Description of the task -> All lines from the start of the listing below through the line containing "better error messages" are to be written out again exactly, and no others.

■ ■ ■ ■ ■ ■ ■

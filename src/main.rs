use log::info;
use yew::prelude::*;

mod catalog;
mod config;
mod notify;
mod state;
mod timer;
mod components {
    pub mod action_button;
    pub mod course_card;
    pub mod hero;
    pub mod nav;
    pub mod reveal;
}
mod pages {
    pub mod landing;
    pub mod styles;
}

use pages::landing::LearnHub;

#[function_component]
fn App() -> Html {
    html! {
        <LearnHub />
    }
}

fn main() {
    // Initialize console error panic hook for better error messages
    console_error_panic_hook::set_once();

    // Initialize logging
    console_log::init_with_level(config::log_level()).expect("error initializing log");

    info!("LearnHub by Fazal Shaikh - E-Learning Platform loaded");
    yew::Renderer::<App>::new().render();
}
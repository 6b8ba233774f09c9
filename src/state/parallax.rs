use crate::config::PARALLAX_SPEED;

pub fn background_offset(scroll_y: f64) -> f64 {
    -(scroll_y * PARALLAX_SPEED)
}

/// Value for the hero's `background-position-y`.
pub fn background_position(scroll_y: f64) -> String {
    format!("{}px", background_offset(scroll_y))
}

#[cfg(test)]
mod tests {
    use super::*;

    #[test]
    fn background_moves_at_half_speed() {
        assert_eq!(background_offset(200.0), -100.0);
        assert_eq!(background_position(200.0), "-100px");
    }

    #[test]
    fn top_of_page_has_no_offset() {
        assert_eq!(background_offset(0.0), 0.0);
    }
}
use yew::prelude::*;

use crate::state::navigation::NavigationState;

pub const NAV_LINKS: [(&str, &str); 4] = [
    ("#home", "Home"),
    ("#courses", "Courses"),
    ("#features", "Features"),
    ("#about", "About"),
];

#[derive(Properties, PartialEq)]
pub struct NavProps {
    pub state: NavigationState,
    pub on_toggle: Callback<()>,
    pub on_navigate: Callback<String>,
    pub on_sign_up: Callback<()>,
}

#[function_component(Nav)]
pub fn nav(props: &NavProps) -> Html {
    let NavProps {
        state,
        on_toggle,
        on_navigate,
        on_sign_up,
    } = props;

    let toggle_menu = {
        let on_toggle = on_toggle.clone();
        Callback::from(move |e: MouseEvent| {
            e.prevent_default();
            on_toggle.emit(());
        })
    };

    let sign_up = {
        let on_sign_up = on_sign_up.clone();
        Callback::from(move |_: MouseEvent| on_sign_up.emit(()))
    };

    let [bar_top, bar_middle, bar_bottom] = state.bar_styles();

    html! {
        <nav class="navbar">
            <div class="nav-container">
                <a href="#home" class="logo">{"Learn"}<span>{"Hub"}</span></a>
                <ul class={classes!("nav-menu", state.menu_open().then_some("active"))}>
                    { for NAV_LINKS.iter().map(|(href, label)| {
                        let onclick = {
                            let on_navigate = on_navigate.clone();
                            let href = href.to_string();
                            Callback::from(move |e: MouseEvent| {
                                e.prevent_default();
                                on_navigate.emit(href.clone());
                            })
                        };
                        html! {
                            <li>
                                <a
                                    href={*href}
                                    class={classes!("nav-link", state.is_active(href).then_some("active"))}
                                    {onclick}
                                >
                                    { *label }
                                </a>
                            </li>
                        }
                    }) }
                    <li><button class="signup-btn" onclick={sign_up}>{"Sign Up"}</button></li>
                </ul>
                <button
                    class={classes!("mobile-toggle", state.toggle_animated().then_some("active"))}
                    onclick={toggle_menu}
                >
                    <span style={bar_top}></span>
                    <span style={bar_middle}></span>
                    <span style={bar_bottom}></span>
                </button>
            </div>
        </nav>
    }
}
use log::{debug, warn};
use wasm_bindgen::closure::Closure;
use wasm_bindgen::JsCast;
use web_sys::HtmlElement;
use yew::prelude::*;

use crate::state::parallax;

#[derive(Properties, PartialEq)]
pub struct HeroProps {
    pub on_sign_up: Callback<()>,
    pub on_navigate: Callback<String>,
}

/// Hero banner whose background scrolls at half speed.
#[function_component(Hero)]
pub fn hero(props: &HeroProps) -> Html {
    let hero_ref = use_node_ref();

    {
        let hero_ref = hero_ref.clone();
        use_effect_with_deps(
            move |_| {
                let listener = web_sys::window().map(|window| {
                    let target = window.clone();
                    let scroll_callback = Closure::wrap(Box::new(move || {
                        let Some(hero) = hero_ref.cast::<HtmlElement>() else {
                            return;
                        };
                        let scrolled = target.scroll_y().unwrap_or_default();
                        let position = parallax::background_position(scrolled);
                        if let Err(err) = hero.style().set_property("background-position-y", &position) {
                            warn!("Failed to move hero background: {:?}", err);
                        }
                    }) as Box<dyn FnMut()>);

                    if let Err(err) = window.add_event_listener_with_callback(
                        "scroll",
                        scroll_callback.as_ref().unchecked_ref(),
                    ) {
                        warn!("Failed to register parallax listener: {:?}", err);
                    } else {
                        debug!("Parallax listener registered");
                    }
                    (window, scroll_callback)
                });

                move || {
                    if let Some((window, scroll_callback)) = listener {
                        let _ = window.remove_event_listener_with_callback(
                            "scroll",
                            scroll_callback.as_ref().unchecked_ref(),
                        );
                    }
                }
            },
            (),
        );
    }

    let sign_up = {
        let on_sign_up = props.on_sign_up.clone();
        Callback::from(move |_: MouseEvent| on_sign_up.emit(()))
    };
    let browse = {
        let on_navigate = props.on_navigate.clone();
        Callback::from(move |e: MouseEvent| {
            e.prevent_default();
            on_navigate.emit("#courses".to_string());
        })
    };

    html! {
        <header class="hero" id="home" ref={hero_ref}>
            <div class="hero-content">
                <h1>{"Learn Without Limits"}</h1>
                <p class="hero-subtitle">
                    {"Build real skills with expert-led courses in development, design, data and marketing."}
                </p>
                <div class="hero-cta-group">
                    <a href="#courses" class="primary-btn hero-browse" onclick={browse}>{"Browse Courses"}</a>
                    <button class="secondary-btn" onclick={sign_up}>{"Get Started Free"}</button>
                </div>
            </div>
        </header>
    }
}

■ ■ ■ ■ ■ ■ ■

Response ->
filename src/main.rs
use log::info;
use yew::prelude::*;

mod catalog;
mod config;
mod notify;
mod state;
mod timer;
mod components {
    pub mod action_button;
    pub mod course_card;
    pub mod hero;
    pub mod nav;
    pub mod reveal;
}
mod pages {
    pub mod landing;
    pub mod styles;
}

use pages::landing::LearnHub;

#[function_component]
fn App() -> Html {
    html! {
        <LearnHub />
    }
}

fn main() {
    // Initialize console error panic hook for better error messages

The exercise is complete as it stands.